Magnetic navigation in a coronary phantom: experimental results.

EuroIntervention : journal of EuroPCR in collaboration with the Working Group on Interventional Cardiology of the European Society of Cardiology

Héctor M García-García, Keiichi Tsuchida, Hans Meulenbrug, Andrew T L Ong, Willem J Van der Giessen, Patrick W Serruys

Affiliations

  1. Thoraxcenter, Erasmus Medical Center, Rotterdam, The Netherlands.

PMID: 19758924

Abstract

OBJECTIVE: The objective was to investigate the efficacy of a magnetic navigation system (MNS) in a coronary phantom.
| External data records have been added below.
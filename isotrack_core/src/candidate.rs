//! Data model for trigger candidates and reconstructed tracks.
//!
//! An [`IsolatedTrackCandidate`] is produced by the trigger-level filter: an
//! imprecise direction plus the isolation measurements accumulated around it.
//! A [`RecoTrack`] comes from the later reconstruction pass: a precise
//! direction but none of the isolation measurements. A
//! [`CorrectedCandidate`] binds the two together.

use crate::kinematics::Direction;
use nalgebra::Vector3;
use serde::{Deserialize, Serialize};
use uuid::Uuid;

/// A trigger-level isolated-track candidate (read-only input).
///
/// Owned by the upstream filter stage; this crate never mutates one.
#[derive(Debug, Clone, PartialEq, Serialize, Deserialize)]
pub struct IsolatedTrackCandidate {
    /// Track direction from the coarse online fit
    pub direction: Direction,

    /// Opaque reference to the level-1 trigger object that seeded this candidate
    pub l1_seed: Uuid,

    /// Highest transverse momentum among nearby pixel tracks (GeV)
    pub max_pt_pixel: f64,

    /// Summed transverse momentum of nearby pixel tracks (GeV)
    pub sum_pt_pixel: f64,

    /// Calorimeter energy sum inside the inner isolation radius (GeV)
    pub energy_in: f64,

    /// Calorimeter energy sum outside the inner isolation radius (GeV)
    pub energy_out: f64,

    /// Hit count inside the inner isolation radius
    pub n_hit_in: u32,

    /// Hit count outside the inner isolation radius
    pub n_hit_out: u32,

    /// Extrapolated impact point on the calorimeter surface, when the
    /// extrapolation succeeded
    pub ecal_impact: Option<Direction>,
}

/// A reconstructed track from the offline-quality pass (read-only input).
///
/// Referenced by its position in the owning collection, never copied into
/// the output.
#[derive(Debug, Clone, PartialEq, Serialize, Deserialize)]
pub struct RecoTrack {
    /// Transverse momentum (GeV)
    pub pt: f64,

    /// Fitted track direction
    pub direction: Direction,
}

impl RecoTrack {
    /// Creates a track from transverse momentum and direction.
    pub fn new(pt: f64, eta: f64, phi: f64) -> Self {
        Self {
            pt,
            direction: Direction::new(eta, phi),
        }
    }

    /// Momentum 3-vector [px, py, pz] in GeV.
    pub fn momentum(&self) -> Vector3<f64> {
        let Direction { eta, phi } = self.direction;
        Vector3::new(
            self.pt * phi.cos(),
            self.pt * phi.sin(),
            self.pt * eta.sinh(),
        )
    }
}

/// A candidate rebound to a reconstructed track.
///
/// `track_index` points into the track collection that was scanned at match
/// time. The reference is non-owning: it is only meaningful paired with that
/// same collection, and resolving it against anything else is a logic error
/// upstream.
#[derive(Debug, Clone, PartialEq, Serialize, Deserialize)]
pub struct CorrectedCandidate {
    /// Index of the selected track in the input track collection
    pub track_index: usize,

    /// Level-1 seed reference carried over from the source candidate
    pub l1_seed: Uuid,

    /// See [`IsolatedTrackCandidate::max_pt_pixel`]
    pub max_pt_pixel: f64,

    /// See [`IsolatedTrackCandidate::sum_pt_pixel`]
    pub sum_pt_pixel: f64,

    /// See [`IsolatedTrackCandidate::energy_in`]
    pub energy_in: f64,

    /// See [`IsolatedTrackCandidate::energy_out`]
    pub energy_out: f64,

    /// See [`IsolatedTrackCandidate::n_hit_in`]
    pub n_hit_in: u32,

    /// See [`IsolatedTrackCandidate::n_hit_out`]
    pub n_hit_out: u32,

    /// See [`IsolatedTrackCandidate::ecal_impact`]
    pub ecal_impact: Option<Direction>,
}

impl CorrectedCandidate {
    /// Builds the output candidate: the selected track index plus a verbatim
    /// copy of every auxiliary field of the source candidate.
    pub fn from_seed(seed: &IsolatedTrackCandidate, track_index: usize) -> Self {
        Self {
            track_index,
            l1_seed: seed.l1_seed,
            max_pt_pixel: seed.max_pt_pixel,
            sum_pt_pixel: seed.sum_pt_pixel,
            energy_in: seed.energy_in,
            energy_out: seed.energy_out,
            n_hit_in: seed.n_hit_in,
            n_hit_out: seed.n_hit_out,
            ecal_impact: seed.ecal_impact,
        }
    }

    /// Resolves the track reference against the collection used at match time.
    pub fn resolve<'a>(&self, tracks: &'a [RecoTrack]) -> Option<&'a RecoTrack> {
        tracks.get(self.track_index)
    }
}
BACKGROUND: The number of coronary interventional procedures performed is steadily increasing with the availability of new devices to treat more complex lesions. Vessel tortuosity remains an important limiting factor in percutaneous coronary intervention.

MATERIAL AND METHODS: The MNS can orient the tip of magnetized wire. The coronary phantom is a representation of the coronary tree. Two operators using both a magnetic wire and a standard wire, measured the procedural time (PT), the fluoroscopic time (FT) and the radiation exposure/area product (DAP) required to navigate through to fourteen segments. Ten wire advancements were performed per segment.

RESULTS: In all but two segments, the PT was significantly longer using magnetic navigation than using manual navigation. The median FT in the left main artery (LMA) - first septal segment was 7 seconds vs. 18 seconds, with magnetic and manual navigation respectively, (p=0.05); in the LMA - obtuse marginal segment the median FT was 15 seconds with magnetic navigation vs. 29.5 seconds with manual navigation, (p=0.01); in the segment from proximal right coronary artery (RCA1) to the acute marginal branch, the median FT was 8 seconds with magnetic vs. 11 seconds with manual navigation, (p=0.05); and in the RCA1 -posterior descending segment the median FT was 9.5 seconds with magnetic vs. 15 seconds with manual navigation, (p=0.006).

CONCLUSION: The MNS facilitates wire access to distal segments in a coronary phantom, with a reduction in FT and radiation exposure using magnetic navigation in tortuous segments.